The list of unfortunate responses to poor performance is long. It seems that we need to be reminded that in life, there are winners and losers. That you win some and lose some. As we celebrate the winners, let us not be blind to the pain and frustration of those who will not make the mark.

In 2021, a 15-year-old girl who sat her Primary Leaving Examinations at Bwikya Muslim Primary School in Hoima City allegedly committed suicide after she reportedly performed poorly. Daphine Kimuli, who scored Aggregate 25, was found hanging on a jackfruit tree near her home in Bwikya ward in Hoima East division. In a suicide note, Daphine, among other things, claimed that there were people laughing at her for performing poorly.  “Hoima pupil commits suicide over poor PLE results.” Daily Monitor, July 21, 2021.

Therefore, as we prepare to receive the results, please be mindful of the learners who will not perform to expected standards. As you express disappointment, be sensitive about it.  A poor performance at primary level is hardly the end of the road, although, as it was in Daphne’s case, it could turn out to be if carelessly handled.
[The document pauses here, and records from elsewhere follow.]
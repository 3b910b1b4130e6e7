//! Package repository and package-plan relations.

use domain::models::app_package::{CreatePackageRequest, PackageStatus, UpdatePackageRequest};
use domain::models::platform::Platform;
use sqlx::{PgConnection, PgPool};

use crate::entities::{AppPackageEntity, PackageStatusDb, PlatformDb};
use crate::metrics::QueryTimer;

macro_rules! package_columns {
    () => {
        "id, app_id, version_name, version_code, platform, file_url, object_name, file_name, \
         status, published_at, created_at, updated_at"
    };
}

#[derive(Clone)]
pub struct AppPackageRepository {
    pool: PgPool,
}

impl AppPackageRepository {
    pub fn new(pool: PgPool) -> Self {
        Self { pool }
    }

    /// Published packages of an app for one platform, newest first.
    pub async fn list_published(
        &self,
        app_id: &str,
        platform: Platform,
    ) -> Result<Vec<AppPackageEntity>, sqlx::Error> {
        let timer = QueryTimer::new("list_published_packages");
        let result = sqlx::query_as::<_, AppPackageEntity>(concat!(
            "SELECT ",
            package_columns!(),
            " FROM app_packages WHERE app_id = $1 AND platform = $2 AND status = 'published' \
             AND deleted_at IS NULL \
             ORDER BY version_code DESC, published_at DESC NULLS LAST, id DESC"
        ))
        .bind(app_id)
        .bind(PlatformDb::from(platform))
        .fetch_all(&self.pool)
        .await;
        timer.record();
        result
    }

    pub async fn list_for_app(&self, app_id: &str) -> Result<Vec<AppPackageEntity>, sqlx::Error> {
        let timer = QueryTimer::new("list_packages_for_app");
        let result = sqlx::query_as::<_, AppPackageEntity>(concat!(
            "SELECT ",
            package_columns!(),
            " FROM app_packages WHERE app_id = $1 AND deleted_at IS NULL \
             ORDER BY platform, version_code DESC, id DESC"
        ))
        .bind(app_id)
        .fetch_all(&self.pool)
        .await;
        timer.record();
        result
    }

    pub async fn find_by_id(&self, id: i64) -> Result<Option<AppPackageEntity>, sqlx::Error> {
        let timer = QueryTimer::new("find_package_by_id");
        let result = sqlx::query_as::<_, AppPackageEntity>(concat!(
            "SELECT ",
            package_columns!(),
            " FROM app_packages WHERE id = $1 AND deleted_at IS NULL"
        ))
        .bind(id)
        .fetch_optional(&self.pool)
        .await;
        timer.record();
        result
    }

    /// Creates a package and its plan relations in one transaction.
    pub async fn create(&self, request: &CreatePackageRequest) -> Result<AppPackageEntity, sqlx::Error> {
        let timer = QueryTimer::new("create_package");
        let status = request.status.unwrap_or(PackageStatus::Draft);
        let mut tx = self.pool.begin().await?;

        let package = sqlx::query_as::<_, AppPackageEntity>(concat!(
            "INSERT INTO app_packages (app_id, version_name, version_code, platform, file_url, object_name, \
             file_name, status, published_at) \
             VALUES ($1, $2, $3, $4, $5, $6, $7, $8, CASE WHEN $8 = 'published'::package_status THEN NOW() END) \
             RETURNING ",
            package_columns!()
        ))
        .bind(&request.app_id)
        .bind(&request.version_name)
        .bind(request.version_code)
        .bind(PlatformDb::from(request.platform))
        .bind(request.file_url.as_deref())
        .bind(request.object_name.as_deref())
        .bind(request.file_name.as_deref())
        .bind(PackageStatusDb::from(status))
        .fetch_one(&mut *tx)
        .await?;

        Self::insert_relations(&mut *tx, package.id, &request.plan_ids).await?;

        tx.commit().await?;
        timer.record();
        Ok(package)
    }

    pub async fn update(
        &self,
        id: i64,
        request: &UpdatePackageRequest,
    ) -> Result<Option<AppPackageEntity>, sqlx::Error> {
        let timer = QueryTimer::new("update_package");
        let result = sqlx::query_as::<_, AppPackageEntity>(concat!(
            "UPDATE app_packages SET \
                version_name = COALESCE($2, version_name), \
                version_code = COALESCE($3, version_code), \
                file_url = COALESCE($4, file_url), \
                object_name = COALESCE($5, object_name), \
                file_name = COALESCE($6, file_name), \
                status = COALESCE($7, status), \
                published_at = CASE WHEN $7 = 'published'::package_status AND published_at IS NULL \
                                    THEN NOW() ELSE published_at END, \
                updated_at = NOW() \
             WHERE id = $1 AND deleted_at IS NULL RETURNING ",
            package_columns!()
        ))
        .bind(id)
        .bind(request.version_name.as_deref())
        .bind(request.version_code)
        .bind(request.file_url.as_deref())
        .bind(request.object_name.as_deref())
        .bind(request.file_name.as_deref())
        .bind(request.status.map(PackageStatusDb::from))
        .fetch_optional(&self.pool)
        .await;
        timer.record();
        result
    }

    /// Deletes a package together with its plan relations.
    pub async fn delete(&self, id: i64) -> Result<bool, sqlx::Error> {
        let timer = QueryTimer::new("delete_package");
        let mut tx = self.pool.begin().await?;
        sqlx::query("DELETE FROM package_plan_relations WHERE package_id = $1")
            .bind(id)
            .execute(&mut *tx)
            .await?;
        let deleted = sqlx::query("DELETE FROM app_packages WHERE id = $1")
            .bind(id)
            .execute(&mut *tx)
            .await?
            .rows_affected();
        tx.commit().await?;
        timer.record();
        Ok(deleted > 0)
    }

    /// Replaces every plan relation of a package.
    pub async fn set_plans(&self, package_id: i64, plan_ids: &[i64]) -> Result<(), sqlx::Error> {
        let timer = QueryTimer::new("set_package_plans");
        let mut tx = self.pool.begin().await?;
        sqlx::query("DELETE FROM package_plan_relations WHERE package_id = $1")
            .bind(package_id)
            .execute(&mut *tx)
            .await?;
        Self::insert_relations(&mut *tx, package_id, plan_ids).await?;
        tx.commit().await?;
        timer.record();
        Ok(())
    }

    /// Adds plan relations, keeping existing ones.
    pub async fn add_plans(&self, package_id: i64, plan_ids: &[i64]) -> Result<(), sqlx::Error> {
        let timer = QueryTimer::new("add_package_plans");
        let mut tx = self.pool.begin().await?;
        Self::insert_relations(&mut *tx, package_id, plan_ids).await?;
        tx.commit().await?;
        timer.record();
        Ok(())
    }

    pub async fn plan_ids(&self, package_id: i64) -> Result<Vec<i64>, sqlx::Error> {
        let timer = QueryTimer::new("list_package_plan_ids");
        let result = sqlx::query_scalar::<_, i64>(
            "SELECT plan_id FROM package_plan_relations WHERE package_id = $1 ORDER BY plan_id",
        )
        .bind(package_id)
        .fetch_all(&self.pool)
        .await;
        timer.record();
        result
    }

    async fn insert_relations(
        conn: &mut PgConnection,
        package_id: i64,
        plan_ids: &[i64],
    ) -> Result<(), sqlx::Error> {
        if plan_ids.is_empty() {
            return Ok(());
        }
        sqlx::query(
            r#"
            INSERT INTO package_plan_relations (package_id, plan_id)
            SELECT $1, plan_id FROM UNNEST($2::BIGINT[]) AS plan_id
            ON CONFLICT (package_id, plan_id) DO NOTHING
            "#,
        )
        .bind(package_id)
        .bind(plan_ids)
        .execute(&mut *conn)
        .await?;
        Ok(())
    }
}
In our story of January 10, 2023 titled, “Why suicide cases are rising among learners”,  Dr Julie Kasamba, a professor at Kyambogo University, emphasises the need for parents  to be present in the lives of their children to ensure that they are brought up in a loving, patient, and trustworthy manner which makes them easily receptive, adjustable and listening towards them.

Well here’s an opportunity to put Dr Kasamba’s advice to the test. Be sensitive and patient with learners who will not be counted among the numbers of excelling PLE students.

To those whose results will bring joy, congratulations and to those whom excellence will elude, take heart, it’s only the beginning. May the next season of your life be heavily ladened with more opportunity to do better.